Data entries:
_ _ _ _ _ _ _

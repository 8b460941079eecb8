//! Per-level message counting.

use std::sync::Arc;
use std::sync::atomic::{AtomicU64, Ordering};
use std::time::{Duration, Instant};

use tracing::{Event, Subscriber};
use tracing_subscriber::Layer;
use tracing_subscriber::layer::Context;

use crate::LogLevel;

#[derive(Debug)]
struct Counts {
    by_level: [AtomicU64; LogLevel::ALL.len()],
    started: Instant,
}

/// Shared view of the message counts and the start time of a logging setup.
///
/// Counts include events below the configured level that were not written.
#[derive(Debug, Clone)]
pub struct LogHandle {
    counts: Arc<Counts>,
}

impl LogHandle {
    pub(crate) fn new() -> Self {
        Self {
            counts: Arc::new(Counts {
                by_level: Default::default(),
                started: Instant::now(),
            }),
        }
    }

    /// Events seen at `level`.
    pub fn count(&self, level: LogLevel) -> u64 {
        self.counts.by_level[level.index()].load(Ordering::Relaxed)
    }

    /// Warnings plus errors.
    pub fn problems(&self) -> u64 {
        self.count(LogLevel::Warn) + self.count(LogLevel::Error)
    }

    /// Time since logging was set up.
    pub fn elapsed(&self) -> Duration {
        self.counts.started.elapsed()
    }

    pub(crate) fn layer(&self) -> CountingLayer {
        CountingLayer {
            counts: Arc::clone(&self.counts),
        }
    }
}

/// Layer incrementing the counter of each event's level.
pub(crate) struct CountingLayer {
    counts: Arc<Counts>,
}

impl<S: Subscriber> Layer<S> for CountingLayer {
    fn on_event(&self, event: &Event<'_>, _ctx: Context<'_, S>) {
        let level = LogLevel::from(*event.metadata().level());
        self.counts.by_level[level.index()].fetch_add(1, Ordering::Relaxed);
    }
}
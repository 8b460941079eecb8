//! Option schema and runtime value container.
//!
//! An [`Opt`] is both the declaration of a command-line option (aliases,
//! value name, cardinality, default, converter) and the container its values
//! accumulate into while a [`Parser`](crate::Parser) runs.

use std::fmt;

use serde::{Deserialize, Serialize};

use crate::error::{BadOption, SchemaError};
use crate::value::{Converter, Value};

/// How often an option may, or must, occur.
///
/// Each variant corresponds to one marker character.
///
/// # Examples
///
/// ```
/// use gblibx_yaap::Cardinality;
///
/// let c = Cardinality::from_marker('+').unwrap();
/// assert_eq!(c, Cardinality::RequiredRepeated);
/// assert!(c.is_required() && c.is_repeated());
/// assert!(Cardinality::from_marker('x').is_err());
/// ```
#[derive(Debug, Clone, Copy, PartialEq, Eq, Hash, Default, Serialize, Deserialize)]
pub enum Cardinality {
    /// `!`: exactly once.
    RequiredSingle,
    /// `?`: at most once (the default).
    #[default]
    OptionalSingle,
    /// `*`: any number of times.
    OptionalRepeated,
    /// `+`: at least once.
    RequiredRepeated,
}

impl Cardinality {
    /// Parses a marker character.
    pub fn from_marker(marker: char) -> Result<Self, SchemaError> {
        match marker {
            '!' => Ok(Self::RequiredSingle),
            '?' => Ok(Self::OptionalSingle),
            '*' => Ok(Self::OptionalRepeated),
            '+' => Ok(Self::RequiredRepeated),
            other => Err(SchemaError::InvalidCardinality(other)),
        }
    }

    /// The marker character for this cardinality.
    pub fn marker(self) -> char {
        match self {
            Self::RequiredSingle => '!',
            Self::OptionalSingle => '?',
            Self::OptionalRepeated => '*',
            Self::RequiredRepeated => '+',
        }
    }

    pub fn is_required(self) -> bool {
        matches!(self, Self::RequiredSingle | Self::RequiredRepeated)
    }

    pub fn is_repeated(self) -> bool {
        matches!(self, Self::OptionalRepeated | Self::RequiredRepeated)
    }
}

impl TryFrom<char> for Cardinality {
    type Error = SchemaError;

    fn try_from(marker: char) -> Result<Self, Self::Error> {
        Self::from_marker(marker)
    }
}

/// A command-line option: schema plus accumulated values.
///
/// Built with [`Opt::new`] (a binary flag) and the chaining methods;
/// registering it with a [`Group`](crate::Group) runs [`Opt::check`].
///
/// # Examples
///
/// ```
/// use gblibx_yaap::{Cardinality, Opt};
///
/// let mut tag = Opt::new("-t|--tag", "Tag to apply")
///     .with_arg("tag")
///     .with_cardinality(Cardinality::OptionalRepeated);
/// assert_eq!(tag.canonical_name(), "tag");
/// assert_eq!(tag.to_string(), "[-t|--tag tag]...");
///
/// tag.add_value("x").unwrap();
/// tag.add_value("y").unwrap();
/// assert_eq!(tag.strings(), vec!["x", "y"]);
/// ```
#[derive(Clone)]
pub struct Opt {
    aliases: Vec<String>,
    arg_name: Option<String>,
    default: Option<Value>,
    description: String,
    cardinality: Cardinality,
    converter: Option<Converter>,
    values: Vec<Value>,
}

impl Opt {
    /// Creates an optional binary flag from `names` (`-v` or `-v|--verbose`).
    pub fn new(names: &str, description: &str) -> Self {
        Self {
            aliases: names
                .split('|')
                .map(str::trim)
                .filter(|n| !n.is_empty())
                .map(String::from)
                .collect(),
            arg_name: None,
            default: None,
            description: description.to_string(),
            cardinality: Cardinality::OptionalSingle,
            converter: None,
            values: Vec::new(),
        }
    }

    /// Makes the option consume the next token; `value_name` labels it in
    /// usage text.
    pub fn with_arg(mut self, value_name: &str) -> Self {
        self.arg_name = Some(value_name.to_string());
        self
    }

    /// Sets the cardinality.
    pub fn with_cardinality(mut self, cardinality: Cardinality) -> Self {
        self.cardinality = cardinality;
        self
    }

    /// Sets the cardinality from a marker character (`!?*+`).
    pub fn repeat(self, marker: char) -> Result<Self, SchemaError> {
        Ok(self.with_cardinality(Cardinality::from_marker(marker)?))
    }

    /// Value reported when the option takes an argument but was never given.
    pub fn with_default(mut self, value: impl Into<Value>) -> Self {
        self.default = Some(value.into());
        self
    }

    /// Converter applied to every raw value.
    pub fn with_converter(mut self, converter: Converter) -> Self {
        self.converter = Some(converter);
        self
    }

    /// Verifies the schema invariants of this option.
    pub fn check(&self) -> Result<(), SchemaError> {
        match self.aliases.len() {
            0 => return Err(SchemaError::MissingName),
            1 | 2 => {}
            _ => return Err(SchemaError::TooManyNames(self.display_name())),
        }
        if let Some(bad) = self
            .aliases
            .iter()
            .find(|a| !a.starts_with('-') || a.trim_start_matches('-').is_empty())
        {
            return Err(SchemaError::InvalidName(bad.clone()));
        }
        if self.aliases.len() == 2 && self.aliases[0].len() >= self.aliases[1].len() {
            return Err(SchemaError::ShortNotFirst(self.display_name()));
        }
        if self.default.is_some() && !self.takes_arg() {
            return Err(SchemaError::DefaultWithoutArgument(self.display_name()));
        }
        if !self.takes_arg() && self.cardinality != Cardinality::OptionalSingle {
            return Err(SchemaError::BinaryNotOptional(self.display_name()));
        }
        Ok(())
    }

    /// All aliases as declared.
    pub fn aliases(&self) -> &[String] {
        &self.aliases
    }

    /// Whether `token` is one of this option's aliases.
    pub fn matches(&self, token: &str) -> bool {
        self.aliases.iter().any(|a| a == token)
    }

    /// Stable lookup key: the long alias (or the only alias) without its
    /// leading dashes.
    pub fn canonical_name(&self) -> &str {
        self.aliases
            .last()
            .map(|a| a.trim_start_matches('-'))
            .unwrap_or("")
    }

    /// Aliases joined by `|`, as shown in messages and usage.
    pub fn display_name(&self) -> String {
        self.aliases.join("|")
    }

    pub fn description(&self) -> &str {
        &self.description
    }

    pub fn arg_name(&self) -> Option<&str> {
        self.arg_name.as_deref()
    }

    pub fn default_value(&self) -> Option<&Value> {
        self.default.as_ref()
    }

    pub fn cardinality(&self) -> Cardinality {
        self.cardinality
    }

    /// Whether the option consumes a following value token.
    pub fn takes_arg(&self) -> bool {
        self.arg_name.is_some()
    }

    /// Optional flag without an argument.
    pub fn is_binary(&self) -> bool {
        !self.takes_arg() && self.cardinality == Cardinality::OptionalSingle
    }

    pub fn is_required(&self) -> bool {
        self.cardinality.is_required()
    }

    pub fn is_repeated(&self) -> bool {
        self.cardinality.is_repeated()
    }

    /// Whether at least one value was accumulated.
    pub fn has_values(&self) -> bool {
        !self.values.is_empty()
    }

    fn bad(&self, message: impl Into<String>) -> BadOption {
        BadOption::new(self.display_name(), message)
    }

    /// Records one occurrence with a value.
    pub fn add_value(&mut self, raw: &str) -> Result<(), BadOption> {
        if !self.takes_arg() {
            return Err(self.bad(format!("unexpected argument: {raw}")));
        }
        if !self.is_repeated() && self.has_values() {
            return Err(self.bad(format!("< 1 occurrence at: {raw}")));
        }
        let value = match &self.converter {
            Some(convert) => {
                convert(raw).map_err(|msg| self.bad(format!("invalid argument: {msg}")))?
            }
            None => Value::Str(raw.to_string()),
        };
        self.values.push(value);
        Ok(())
    }

    /// Records one occurrence of a binary flag.
    pub fn set_binary(&mut self) -> Result<(), BadOption> {
        if self.takes_arg() {
            return Err(self.bad("takes 1 argument"));
        }
        if self.has_values() {
            return Err(self.bad("option already specified"));
        }
        self.values.push(Value::Bool(true));
        Ok(())
    }

    /// `true` unless the option is required and has no value.
    pub fn is_required_met(&self) -> bool {
        !self.is_required() || self.has_values()
    }

    /// Values accumulated from the command line, in encounter order.
    pub fn values(&self) -> &[Value] {
        &self.values
    }

    /// Accumulated values, else the default, else `false` for a binary flag.
    pub fn effective_values(&self) -> Vec<Value> {
        if self.has_values() {
            self.values.clone()
        } else if let Some(default) = &self.default {
            vec![default.clone()]
        } else if self.is_binary() {
            vec![Value::Bool(false)]
        } else {
            Vec::new()
        }
    }

    /// The single effective value.
    ///
    /// Fails when a repeated option accumulated more than one value.
    pub fn scalar(&self) -> Result<Option<Value>, BadOption> {
        let mut values = self.effective_values();
        if values.len() > 1 {
            return Err(self.bad(format!("expected 1 value, found {}", values.len())));
        }
        Ok(values.pop())
    }

    /// Scalar value rendered as a string.
    pub fn as_string(&self) -> Result<Option<String>, BadOption> {
        Ok(self.scalar()?.map(|v| v.to_string()))
    }

    /// Scalar value as an integer; raw strings are parsed.
    pub fn as_int(&self) -> Result<Option<i64>, BadOption> {
        match self.scalar()? {
            None => Ok(None),
            Some(Value::Int(n)) => Ok(Some(n)),
            Some(Value::Str(s)) => s
                .trim()
                .parse()
                .map(Some)
                .map_err(|_| self.bad(format!("not an integer: {s}"))),
            Some(other) => Err(self.bad(format!("not an integer: {other}"))),
        }
    }

    /// Scalar value as a float; integers and raw strings are accepted.
    pub fn as_float(&self) -> Result<Option<f64>, BadOption> {
        match self.scalar()? {
            None => Ok(None),
            Some(Value::Str(s)) => s
                .trim()
                .parse()
                .map(Some)
                .map_err(|_| self.bad(format!("not a number: {s}"))),
            Some(other) => other
                .as_float()
                .map(Some)
                .ok_or_else(|| self.bad(format!("not a number: {other}"))),
        }
    }

    /// Scalar value as a boolean.
    pub fn as_bool(&self) -> Result<Option<bool>, BadOption> {
        match self.scalar()? {
            None => Ok(None),
            Some(Value::Bool(b)) => Ok(Some(b)),
            Some(other) => Err(self.bad(format!("not a boolean: {other}"))),
        }
    }

    /// Every effective value rendered as a string.
    pub fn strings(&self) -> Vec<String> {
        self.effective_values()
            .iter()
            .map(ToString::to_string)
            .collect()
    }

    /// Whether a binary flag was set.
    pub fn is_true(&self) -> bool {
        self.is_binary() && self.values.first() == Some(&Value::Bool(true))
    }

    /// `-o|--output FILE`: the left column of detailed usage.
    pub fn detailed_args(&self) -> String {
        let mut buf = self.display_name();
        if let Some(arg) = &self.arg_name {
            buf.push(' ');
            buf.push_str(arg);
        }
        buf
    }

    /// Detailed usage line with the description starting at column `justify`
    /// (at least two spaces after the arguments).
    pub fn detailed_usage(&self, justify: usize) -> String {
        let args = self.detailed_args();
        let padding = justify.saturating_sub(args.len()).max(2);
        format!("{args}{}{}", " ".repeat(padding), self.description)
    }
}

/// Short usage syntax, e.g. `[-o|--out FILE]` or `-n|--name NAME`.
impl fmt::Display for Opt {
    fn fmt(&self, f: &mut fmt::Formatter<'_>) -> fmt::Result {
        let args = self.detailed_args();
        if self.is_binary() {
            return write!(f, "[{args}]");
        }
        match self.cardinality {
            Cardinality::OptionalSingle => write!(f, "[{args}]"),
            Cardinality::OptionalRepeated => write!(f, "[{args}]..."),
            Cardinality::RequiredSingle => f.write_str(&args),
            Cardinality::RequiredRepeated => write!(f, "{args} [{args}]..."),
        }
    }
}

impl fmt::Debug for Opt {
    fn fmt(&self, f: &mut fmt::Formatter<'_>) -> fmt::Result {
        f.debug_struct("Opt")
            .field("aliases", &self.aliases)
            .field("arg_name", &self.arg_name)
            .field("default", &self.default)
            .field("cardinality", &self.cardinality)
            .field("converter", &self.converter.is_some())
            .field("values", &self.values)
            .finish()
    }
}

_ _ _ _ _ _ _

-- WORK ORDER --
Bring together all lines in the records where the word "when" is found.

-- RESPONSE AREA --
    /// Value reported when the option takes an argument but was never given.
    /// Fails when a repeated option accumulated more than one value.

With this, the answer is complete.